Step 2: Destination port on outbound request
The destination port in the outbound request is the port that the remote server is listening on. In our example, it’s port 443. The combination of the remote server’s IP address (172.4.66.3) and destination port (443) identifies the specific service on the remote server that the client (our app) is trying to reach.
So basically, our client is telling the gateway that it wants to connect to a server at IP 172.4.66.3 on port 443.
Step 3: Gateway Network Address Translation (NAT)

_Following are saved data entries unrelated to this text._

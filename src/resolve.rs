use crate::cell::FieldInfo;

/// Alias marking a field as never decoded.
pub(crate) const IGNORE_ALIAS: &str = "-";

/// Outcome of looking a field segment up in a record's field table.
#[derive(Debug, Clone, PartialEq, Eq)]
pub(crate) enum Resolution {
    /// Field indices from the record down through embedded records to the target field.
    Found(Vec<usize>),
    /// The name matches an ignored field.
    Skip,
    /// Nothing matches.
    Missing,
}

/// Resolve `name` against `fields`.
///
/// Exact names win over aliases, and both win over matches inside embedded records, so a
/// field declared on the outer record shadows an embedded field of the same name. The
/// search only reads static field tables; unknown-key tolerance is decided by the caller.
pub(crate) fn resolve(fields: &'static [FieldInfo], name: &str, tag: &str) -> Resolution {
    let mut fallback = None;
    for (index, field) in fields.iter().enumerate() {
        if field.name == name {
            return if is_ignored(field, tag) {
                Resolution::Skip
            } else {
                Resolution::Found(vec![index])
            };
        }
        let Some(inner) = field.embedded else {
            continue;
        };
        if fallback.is_some() || is_ignored(field, tag) {
            continue;
        }
        match resolve(inner, name, tag) {
            Resolution::Found(mut route) => {
                route.insert(0, index);
                fallback = Some(Resolution::Found(route));
            }
            Resolution::Skip => fallback = Some(Resolution::Skip),
            Resolution::Missing => {}
        }
    }

    for (index, field) in fields.iter().enumerate() {
        match field.alias(tag) {
            Some(alias) if alias != IGNORE_ALIAS && alias == name => {
                return if field.skip {
                    Resolution::Skip
                } else {
                    Resolution::Found(vec![index])
                };
            }
            _ => {}
        }
    }

    fallback.unwrap_or(Resolution::Missing)
}

fn is_ignored(field: &FieldInfo, tag: &str) -> bool {
    field.skip || field.alias(tag) == Some(IGNORE_ALIAS)
}
use proc_macro2::Span;
use syn::{spanned::Spanned, Attribute, LitStr};

/// Tag that `#[form(alias = "...")]` is recorded under.
pub(crate) const DEFAULT_TAG: &str = "form";

#[derive(Default, Clone)]
pub(crate) struct FormFieldAttr {
    /// `(tag, alias)` pairs in declaration order.
    pub(crate) aliases: Vec<(String, LitStr)>,
    pub(crate) skip: bool,
    pub(crate) flatten: bool,
}

/// How a container without named record semantics is decoded.
#[derive(Clone, Copy, Debug, PartialEq, Eq, Default)]
pub(crate) enum ContainerMode {
    #[default]
    Record,
    /// The type implements `TextDecode` by hand.
    Text,
    /// `TextDecode` is derived from `FromStr`.
    FromStr,
}

pub(crate) fn ensure_no_form_attrs(attrs: &[Attribute], ctx: &str) -> syn::Result<()> {
    for a in attrs {
        if a.path().is_ident("form") {
            return Err(syn::Error::new(
                a.span(),
                format!("`#[form(...)]` is not supported on {ctx}"),
            ));
        }
    }
    Ok(())
}

fn push_alias(out: &mut FormFieldAttr, tag: String, lit: LitStr) -> syn::Result<()> {
    if out.aliases.iter().any(|(t, _)| *t == tag) {
        return Err(syn::Error::new(
            lit.span(),
            format!("duplicate alias for tag `{tag}`"),
        ));
    }
    out.aliases.push((tag, lit));
    Ok(())
}

pub(crate) fn parse_form_field_attrs(attrs: &[Attribute]) -> syn::Result<FormFieldAttr> {
    let mut out = FormFieldAttr::default();
    for attr in attrs {
        if !attr.path().is_ident("form") {
            continue;
        }
        attr.parse_nested_meta(|meta| {
            if meta.path.is_ident("skip") {
                if out.skip {
                    return Err(meta.error("duplicate `form(skip)`"));
                }
                out.skip = true;
                return Ok(());
            }
            if meta.path.is_ident("flatten") {
                if out.flatten {
                    return Err(meta.error("duplicate `form(flatten)`"));
                }
                out.flatten = true;
                return Ok(());
            }
            if meta.path.is_ident("alias") {
                let lit: LitStr = meta.value()?.parse()?;
                return push_alias(&mut out, DEFAULT_TAG.to_owned(), lit);
            }
            if meta.path.is_ident("tag") {
                return meta.parse_nested_meta(|inner| {
                    let Some(tag) = inner.path.get_ident() else {
                        return Err(inner.error("expected `tag(name = \"alias\")`"));
                    };
                    let lit: LitStr = inner.value()?.parse()?;
                    push_alias(&mut out, tag.to_string(), lit)
                });
            }
            Err(meta.error(
                "unsupported `form(...)` field attribute (allowed: alias, tag, skip, flatten)",
            ))
        })?;
    }

    if out.skip && out.flatten {
        return Err(syn::Error::new(
            Span::call_site(),
            "`form(skip)` cannot be combined with `flatten`",
        ));
    }

    Ok(out)
}

pub(crate) fn parse_form_container_attrs(attrs: &[Attribute]) -> syn::Result<ContainerMode> {
    let mut mode = None;
    for attr in attrs {
        if !attr.path().is_ident("form") {
            continue;
        }
        attr.parse_nested_meta(|meta| {
            let next = if meta.path.is_ident("text") {
                ContainerMode::Text
            } else if meta.path.is_ident("from_str") {
                ContainerMode::FromStr
            } else {
                return Err(
                    meta.error("unsupported `form(...)` container attribute (allowed: text, from_str)")
                );
            };
            if mode.is_some() {
                return Err(meta.error("`form(text)` and `form(from_str)` may appear only once"));
            }
            mode = Some(next);
            Ok(())
        })?;
    }
    Ok(mode.unwrap_or_default())
}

When the traffic reaches the gateway, NAT comes into play. The gateway replaces the source IP and port with its own public IP and a new port number. This is what NAT does in essence. So, in our example, the source IP of the client becomes the gateway’s public IP (11.22.33.44), and a new source port (e.g., 1189) is assigned.
NAT table
The NAT process in a gateway maintains a translation table or NAT table. This table stores mappings between local IP addresses assigned to devices on the internal network and the corresponding external or public IP addresses used for communication with devices on the internet. NAT table also includes information about the specific ports being used for communication to ensure that incoming and outgoing data packets are correctly routed between the internal and external networks
Example NAT table:
| Source (Client) | Local Port | Gateway | Outgoing Port | Remote Server | Remote Port |
|---|---|---|---|---|---|
| 192.168.1.50 | 45956 | 11.22.33.44 | 1189 | 172.4.66.3 | 443 |
Step 4: Response handling
Now that the request has been sent from our network. When the remote server responds, it sends the response to the public IP and port of our gateway (11.22.33.44:1189). The gateway, based on its NAT table, knows which internal device (identified by the LAN IP and port) should receive this response. The gateway then forwards the response to the appropriate internal IP and port.
Step 5: Port forwarding
This mechanism of associating an incoming response with the correct internal client based on the port number is often referred to as port forwarding. The gateway keeps track of the translations it performed and uses this information to forward responses to the correct internal device.
Finally the operating system, based on the port number coming in the response, will be able to hand the data load back to our application.
Caviate
Keep in mind that specific network configurations, proxies, security, and routing roles might introduce variations on how internal traffic is routed.